Until this date, plane hijackings had typically involved landing at an airport where the hijackers would negotiate for political objectives. Also, the hijackers on Flight #93 claimed to have a bomb (no evidence to date that this was anything but a threat). Considering those factors, the passengers of the first three airlines probably did not offer much resistance to the hijackers until it was too late, for fear of setting off the bomb. However, having heard about the World Trade Center attack, the passengers on Flight #93 apparently realized that this was not a "typical" hijacking and resolved to make a stand. According to calls received from other passengers, at least three of the men on the flight had voted to attack the hijackers. Flight #93 subsequently crashed in a wooded area... whereas its flight path before the crash could plausibly have been intended to hit Camp David, the White House, or other Washington-DC targets.

During the hijack, Mark used the plane's cell phone to call his mother. After telling his relatives that he loved them, he apparently became distracted by events on the plane and the line went dead.

I don't have any direct evidence that Mark Bingham was among the men who attacked the hijackers. However, I and many others speculate this was so, because Mark was young, fit, and tall and athletic. (He played rugby for UC Berkeley during several of its most successful years to date. An Internet search shows he was a founder and recruiter for a rugby league called the San Francisco Fog.) From knowing Mark, I am certain he would have been a formidable physical opponent, and furthermore I believe he would and did place the well-being of others before his own.

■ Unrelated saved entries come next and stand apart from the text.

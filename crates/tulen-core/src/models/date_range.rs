// ABOUTME: Validated inclusive calendar date range with canonical YYYY-MM-DD rendering
// ABOUTME: Parses the date shapes dashboards send and derives the preceding comparison period
//
// SPDX-License-Identifier: MIT OR Apache-2.0
// Copyright (c) 2025 Pierre Fitness Intelligence

use std::fmt::{self, Display, Formatter};

use chrono::{DateTime, Duration, NaiveDate};
use serde::{Deserialize, Serialize};

use crate::errors::{PlatformError, PlatformResult};

/// Canonical wire format handed to every adapter
pub const CANONICAL_DATE_FORMAT: &str = "%Y-%m-%d";

const ACCEPTED_DATE_FORMATS: [&str; 4] = ["%Y-%m-%d", "%Y/%m/%d", "%m/%d/%Y", "%Y%m%d"];

/// Inclusive range of calendar dates, `start <= end`
///
/// The only way to obtain a `DateRange` is through [`DateRange::new`] or
/// [`DateRange::parse`] (deserialization goes through the same check), so a
/// value of this type is always ordered.
#[derive(Debug, Clone, Copy, PartialEq, Eq, Hash, Serialize, Deserialize)]
#[serde(try_from = "RawDateRange")]
pub struct DateRange {
    start: NaiveDate,
    end: NaiveDate,
}

#[derive(Deserialize)]
struct RawDateRange {
    start: String,
    end: String,
}

impl TryFrom<RawDateRange> for DateRange {
    type Error = PlatformError;

    fn try_from(raw: RawDateRange) -> Result<Self, Self::Error> {
        Self::parse(&raw.start, &raw.end)
    }
}

impl DateRange {
    /// Build a range, rejecting `start > end` with a configuration error
    ///
    /// # Errors
    ///
    /// Returns `PlatformError::Config` when `start` is after `end`
    pub fn new(start: NaiveDate, end: NaiveDate) -> PlatformResult<Self> {
        if start > end {
            return Err(PlatformError::config(format!(
                "invalid date range: start {} is after end {}",
                start.format(CANONICAL_DATE_FORMAT),
                end.format(CANONICAL_DATE_FORMAT)
            )));
        }
        Ok(Self { start, end })
    }

    /// Parse both bounds from any accepted date shape, then validate ordering
    ///
    /// # Errors
    ///
    /// Returns `PlatformError::Config` for unparseable dates or `start > end`
    pub fn parse(start: &str, end: &str) -> PlatformResult<Self> {
        Self::new(parse_date(start)?, parse_date(end)?)
    }

    /// Single-day range
    #[must_use]
    pub const fn single_day(day: NaiveDate) -> Self {
        Self {
            start: day,
            end: day,
        }
    }

    /// First day
    #[must_use]
    pub const fn start(&self) -> NaiveDate {
        self.start
    }

    /// Last day (inclusive)
    #[must_use]
    pub const fn end(&self) -> NaiveDate {
        self.end
    }

    /// Start in canonical `YYYY-MM-DD`
    #[must_use]
    pub fn start_str(&self) -> String {
        self.start.format(CANONICAL_DATE_FORMAT).to_string()
    }

    /// End in canonical `YYYY-MM-DD`
    #[must_use]
    pub fn end_str(&self) -> String {
        self.end.format(CANONICAL_DATE_FORMAT).to_string()
    }

    /// Number of days covered, counting both ends
    #[must_use]
    pub fn days(&self) -> i64 {
        (self.end - self.start).num_days() + 1
    }

    /// Whether `day` falls inside the range
    #[must_use]
    pub fn contains(&self, day: NaiveDate) -> bool {
        day >= self.start && day <= self.end
    }

    /// The range of equal length ending the day before this one starts
    #[must_use]
    pub fn previous_period(&self) -> Self {
        let end = self.start - Duration::days(1);
        let start = end - Duration::days(self.days() - 1);
        Self { start, end }
    }
}

impl Display for DateRange {
    fn fmt(&self, f: &mut Formatter<'_>) -> fmt::Result {
        write!(f, "{}..{}", self.start_str(), self.end_str())
    }
}

/// Parse a single date from the shapes dashboards and spreadsheets produce
///
/// Accepts `YYYY-MM-DD`, `YYYY/MM/DD`, `MM/DD/YYYY`, `YYYYMMDD` and full
/// RFC 3339 timestamps (the date part is kept).
///
/// # Errors
///
/// Returns `PlatformError::Config` when no accepted shape matches
pub fn parse_date(input: &str) -> PlatformResult<NaiveDate> {
    let trimmed = input.trim();
    for format in ACCEPTED_DATE_FORMATS {
        if let Ok(date) = NaiveDate::parse_from_str(trimmed, format) {
            return Ok(date);
        }
    }
    DateTime::parse_from_rfc3339(trimmed)
        .map(|timestamp| timestamp.date_naive())
        .map_err(|_| PlatformError::config(format!("unrecognized date: {input}")))
}

#[cfg(test)]
mod tests {
    use super::*;

    fn date(y: i32, m: u32, d: u32) -> NaiveDate {
        NaiveDate::from_ymd_opt(y, m, d).unwrap()
    }

    #[test]
    fn rejects_start_after_end() {
        let err = DateRange::parse("2024-03-10", "2024-03-01").unwrap_err();
        assert_eq!(err.kind(), crate::errors::ErrorKind::Config);
    }

    #[test]
    fn normalizes_mixed_input_formats() {
        let range = DateRange::parse("03/01/2024", "2024/03/31").unwrap();
        assert_eq!(range.start_str(), "2024-03-01");
        assert_eq!(range.end_str(), "2024-03-31");
        assert_eq!(range.days(), 31);
    }

    #[test]
    fn accepts_rfc3339_timestamps() {
        let range = DateRange::parse("2024-01-05T10:00:00Z", "2024-01-06T00:00:00+00:00").unwrap();
        assert_eq!(range.start(), date(2024, 1, 5));
        assert_eq!(range.end(), date(2024, 1, 6));
    }

    #[test]
    fn previous_period_has_equal_length_and_abuts() {
        let range = DateRange::new(date(2024, 3, 1), date(2024, 3, 7)).unwrap();
        let previous = range.previous_period();
        assert_eq!(previous.start(), date(2024, 2, 23));
        assert_eq!(previous.end(), date(2024, 2, 29));
        assert_eq!(previous.days(), range.days());
    }

    #[test]
    fn deserialization_enforces_ordering() {
        let ok: DateRange =
            serde_json::from_str(r#"{"start":"2024-01-01","end":"2024-01-31"}"#).unwrap();
        assert!(ok.contains(date(2024, 1, 15)));
        assert!(!ok.contains(date(2024, 2, 1)));

        let bad = serde_json::from_str::<DateRange>(r#"{"start":"2024-02-01","end":"2024-01-31"}"#);
        assert!(bad.is_err());
    }

    #[test]
    fn serializes_canonical_dates() {
        let range = DateRange::single_day(date(2024, 12, 5));
        let json = serde_json::to_string(&range).unwrap();
        assert_eq!(json, r#"{"start":"2024-12-05","end":"2024-12-05"}"#);
    }
}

Mark was a Freshman at Berkeley when I was a fifth-year Senior. He was introduced to me by my old friend Jim, who was a member of, and living, in Mark's fraternity. "In Vino Veritas," as they say, and after several beer-soaked nights at the Chi Psi lodge over the course of the year, I knew that Mark was a generous, trusting, and responsible soul. At some point after I graduated and was living at my parents' house in Saratoga, Mark invited me to a spectacular party he threw at his apartment in San Jose. To this day I remember that party as a great night with a lot of fun and interesting people cutting loose -- and many very considerate arrangements to make sure we all got home safely afterwards. That was about nine years before today. After that, we tried to hook up again but never succeeded, so we gradually lost touch and faded out of each others' lives. However, I feel confident that... if only Mark's last flight had touched down in San Francisco, and I happened to run into him... he would have remembered me.

As I write this, the "black box" at the Pennsylvania crash site has not been found. But I am also certain that Mark made a conscious decision to stand up against the hijackers. His decision probably saved hundreds, or even thousands, of lives (at the terrorists' target site) -- at the cost of his own.

Mark, I doubt your spirit is browsing the Internet, but I'll address this to you anyway. You will be an inspiration to me for the rest of my life. Anyone who knew Mark, even as briefly as I did, knows that a little six-foot plot of earth could never possibly contain his spirit. Anyone who knew him, knows he loved the outdoors, and that he had touched the lives of people all around the world -- even before he died a national hero. Hence the poem at the top of the page. Every atom of my being wishes your spirit peace, Mark. You deserve it.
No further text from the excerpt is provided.